Высочайшим указом от 9 апреля 1866 г. Комиссаров был возведен в дворянство и осыпан почестями. Иностранцы в те дни потешались: «Кто стрелял в русского царя? — Дворянин. — А спас царя кто? — Крестьянин. — Чем же его наградили за это? — Сделали дворянином»[196]. Но петербургская знать всерьез прониклась к царскому «спасителю» пиететом. Когда Комиссаров появился в качестве свидетеля на заседании Верховного уголовного суда по делу Каракозова, все судьи встали, а ведь среди них был даже член царской семьи герцог Петр Ольденбургский — сын вел. княгини Екатерины Павловны (сестры императора Александра I)[197].
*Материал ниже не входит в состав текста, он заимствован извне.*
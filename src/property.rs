//! Typed property selectors.
//!
//! A `Property<T>` pairs a string field of `T` with its name. The name is what
//! validation errors are keyed by; the accessors are what content is written
//! through. Build one with [`localized_property!`](crate::localized_property).

use std::fmt;

/// A named `String` field of `T`.
pub struct Property<T> {
    name: &'static str,
    get: fn(&T) -> &String,
    get_mut: fn(&mut T) -> &mut String,
}

impl<T> Property<T> {
    /// Prefer the `localized_property!` macro, which keeps `name` in sync with
    /// the field.
    pub const fn new(
        name: &'static str,
        get: fn(&T) -> &String,
        get_mut: fn(&mut T) -> &mut String,
    ) -> Self {
        Self { name, get, get_mut }
    }

    pub fn name(&self) -> &'static str {
        self.name
    }

    pub fn get<'a>(&self, item: &'a T) -> &'a String {
        (self.get)(item)
    }

    pub fn get_mut<'a>(&self, item: &'a mut T) -> &'a mut String {
        (self.get_mut)(item)
    }
}

impl<T> Clone for Property<T> {
    fn clone(&self) -> Self {
        *self
    }
}

impl<T> Copy for Property<T> {}

impl<T> fmt::Debug for Property<T> {
    fn fmt(&self, f: &mut fmt::Formatter<'_>) -> fmt::Result {
        f.debug_struct("Property").field("name", &self.name).finish()
    }
}

/// Build a [`Property`] for a `String` field.
///
/// The error-store name defaults to the field identifier as written. Form
/// field paths are usually PascalCase, so pass the name explicitly to match
/// them. Both forms resolve to a `&'static str` at compile time.
///
/// ```rust
/// use localized_content::localized_property;
///
/// struct Product { name: String }
///
/// let name = localized_property!(Product, name);
/// assert_eq!(name.name(), "name");
///
/// let label = localized_property!(Product, name, "Name");
/// assert_eq!(label.name(), "Name");
/// ```
#[macro_export]
macro_rules! localized_property {
    ($ty:ty, $field:ident) => {
        $crate::localized_property!($ty, $field, stringify!($field))
    };
    ($ty:ty, $field:ident, $name:expr) => {
        $crate::property::Property::<$ty>::new(
            $name,
            |item: &$ty| &item.$field,
            |item: &mut $ty| &mut item.$field,
        )
    };
}
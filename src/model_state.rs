//! Validation error store keyed by field path.
//!
//! Keys are field paths as produced by form binding, e.g. `"Name"` for a flat
//! model or `"Product.Name"` for a nested one. Entries are kept sorted by key.

use serde::Serialize;
use std::collections::BTreeMap;

/// One validation failure.
#[derive(Debug, Clone, PartialEq, Eq, Serialize)]
pub struct ModelError {
    pub message: String,
}

impl ModelError {
    pub fn new(message: impl Into<String>) -> Self {
        Self {
            message: message.into(),
        }
    }
}

/// Validation state of a single field.
#[derive(Debug, Clone, Default, PartialEq, Eq, Serialize)]
pub struct ModelState {
    pub errors: Vec<ModelError>,
}

impl ModelState {
    pub fn has_errors(&self) -> bool {
        !self.errors.is_empty()
    }
}

/// Field path -> validation state.
#[derive(Debug, Clone, Default, PartialEq, Eq, Serialize)]
#[serde(transparent)]
pub struct ModelStateDictionary {
    entries: BTreeMap<String, ModelState>,
}

impl ModelStateDictionary {
    pub fn new() -> Self {
        Self::default()
    }

    /// Record an error against `key`, creating the entry if needed.
    pub fn add_model_error(&mut self, key: impl Into<String>, message: impl Into<String>) {
        self.entries
            .entry(key.into())
            .or_default()
            .errors
            .push(ModelError::new(message));
    }

    pub fn get(&self, key: &str) -> Option<&ModelState> {
        self.entries.get(key)
    }

    pub fn len(&self) -> usize {
        self.entries.len()
    }

    pub fn is_empty(&self) -> bool {
        self.entries.is_empty()
    }

    /// True when no entry holds an error.
    pub fn is_valid(&self) -> bool {
        self.entries.values().all(|state| !state.has_errors())
    }

    pub fn error_count(&self) -> usize {
        self.entries.values().map(|state| state.errors.len()).sum()
    }

    /// Clear the errors of the first entry whose key ends with `name` and that
    /// currently holds at least one error.
    ///
    /// Matching is a plain suffix test, so `"Name"` matches `"Product.Name"`
    /// and also `"ShortName"`. The entry itself is kept.
    ///
    /// # Arguments
    /// * `name` - The property name to match against entry keys
    ///
    /// # Returns
    /// * `Some(key)` of the entry that was cleared
    /// * `None` if no entry with errors matched
    pub fn clear_errors_for_suffix(&mut self, name: &str) -> Option<&str> {
        let (key, state) = self
            .entries
            .iter_mut()
            .find(|(key, state)| key.ends_with(name) && state.has_errors())?;

        state.errors.clear();
        Some(key.as_str())
    }

    /// Messages grouped by field, for error responses.
    pub fn to_error_map(&self) -> BTreeMap<String, Vec<String>> {
        self.entries
            .iter()
            .filter(|(_, state)| state.has_errors())
            .map(|(key, state)| {
                (
                    key.clone(),
                    state.errors.iter().map(|e| e.message.clone()).collect(),
                )
            })
            .collect()
    }
}
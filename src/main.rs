use anyhow::{Context, Result};
use localized_content::{config::Config, server};
use std::sync::Arc;
use tracing::info;

#[tokio::main]
async fn main() -> Result<()> {
    // Load .env file if present
    let _ = dotenvy::dotenv();

    tracing_subscriber::fmt()
        .with_env_filter(
            tracing_subscriber::EnvFilter::from_default_env()
                .add_directive("localized_content=info".parse()?),
        )
        .init();

    let config = Config::from_env()?;
    info!(
        "Default language: {}, required languages: {}",
        config.default_language,
        config
            .required()
            .iter()
            .collect::<Vec<_>>()
            .join(", ")
    );

    let state = Arc::new(server::AppState::new(&config));
    let app = server::create_router(state);

    let addr = format!("0.0.0.0:{}", config.port);
    let listener = tokio::net::TcpListener::bind(&addr)
        .await
        .with_context(|| format!("Failed to bind {}", addr))?;
    info!("Listening on {}", addr);

    axum::serve(listener, app).await?;
    Ok(())
}
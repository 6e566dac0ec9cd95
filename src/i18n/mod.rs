//! Language handling for localized content.
//!
//! # Architecture
//!
//! - `registry`: the table of known languages and the default language
//! - `language`: validated `Language` codes
//! - `required`: the injected set of languages content must fill in
//!
//! # Example
//!
//! ```rust
//! use localized_content::i18n::{Language, RequiredLanguages};
//!
//! let arabic = Language::from_code("ar").unwrap();
//! let required = RequiredLanguages::from_languages(&[Language::ENGLISH, arabic]);
//! assert!(required.contains("ar"));
//! ```

mod language;
mod registry;
mod required;

pub use language::Language;
pub use registry::{LanguageConfig, LanguageRegistry};
pub use required::RequiredLanguages;
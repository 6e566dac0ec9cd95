use crate::i18n::{Language, RequiredLanguages};
use anyhow::{Context, Result};

#[derive(Debug, Clone)]
pub struct Config {
    // Localization
    pub required_languages: Vec<Language>,
    pub default_language: Language,

    // Server
    pub port: u16,
}

impl Config {
    pub fn from_env() -> Result<Self> {
        Ok(Self {
            required_languages: parse_languages(
                &std::env::var("REQUIRED_LANGUAGES").unwrap_or_else(|_| "en".to_string()),
            )
            .context("REQUIRED_LANGUAGES is invalid")?,
            default_language: Language::from_code(
                &std::env::var("DEFAULT_LANGUAGE").unwrap_or_else(|_| "en".to_string()),
            )
            .context("DEFAULT_LANGUAGE is invalid")?,

            port: std::env::var("PORT")
                .ok()
                .and_then(|v| v.parse().ok())
                .unwrap_or(8080),
        })
    }

    pub fn required(&self) -> RequiredLanguages {
        RequiredLanguages::from_languages(&self.required_languages)
    }
}

/// Parse a comma-separated list of language codes. Blank items are skipped
/// and duplicates keep their first position.
fn parse_languages(raw: &str) -> Result<Vec<Language>> {
    let mut languages: Vec<Language> = Vec::new();
    for code in raw.split(',').map(str::trim).filter(|c| !c.is_empty()) {
        let language = Language::from_code(code)?;
        if !languages.contains(&language) {
            languages.push(language);
        }
    }
    Ok(languages)
}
И все-таки главной заботой властей было тогда не праздновать избавление от единичной кары снизу, а карать массово сверху вниз. В отмщение за выстрел революционера-одиночки всему народу царизм подверг россиян невиданному до тех пор в XIX веке шквалу репрессий. Искоренением крамолы занялась Чрезвычайная следственная комиссия. Возглавил ее первый инквизитор эпохи граф Михаил Николаевич Муравьев (1796-1866 гг.). /95/
Родной брат одного из первых декабристов, основателя Союза Спасения Александра Муравьева и троюродный — повешенного Сергея Муравьева-Апостола, сам бывший декабрист, член Союза Спасения и соавтор устава Союза Благоденствия, Михаил Муравьев, отвергнув и прокляв собственное прошлое, любил хвастаться тем, что он «не из тех Муравьевых, которых вешают, а из тех, которые вешают». На вопрос, каких врагов он считает наименее опасными, Муравьев отвечал без околичностей: «Тех, которые повешены»[198]. За людоедское подавление польского восстания 1863 г. он и был заклеймен прозвищем «Вешатель», оказавшимся настолько ему к лицу — по словам, делам и даже внешне, что Герцен сказал о нем: «Такого художественного соответствия между зверем и его наружностью мы не видели ни в статуях Бонарроти, ни в бронзах Бенвенуто Челлини, ни в клетках зоопарка»[199]. Всей своей жизнью этот исторический оборотень, как никто, иллюстрировал народную мудрость, гласящую: «нет худших чертей, чем падшие ангелы».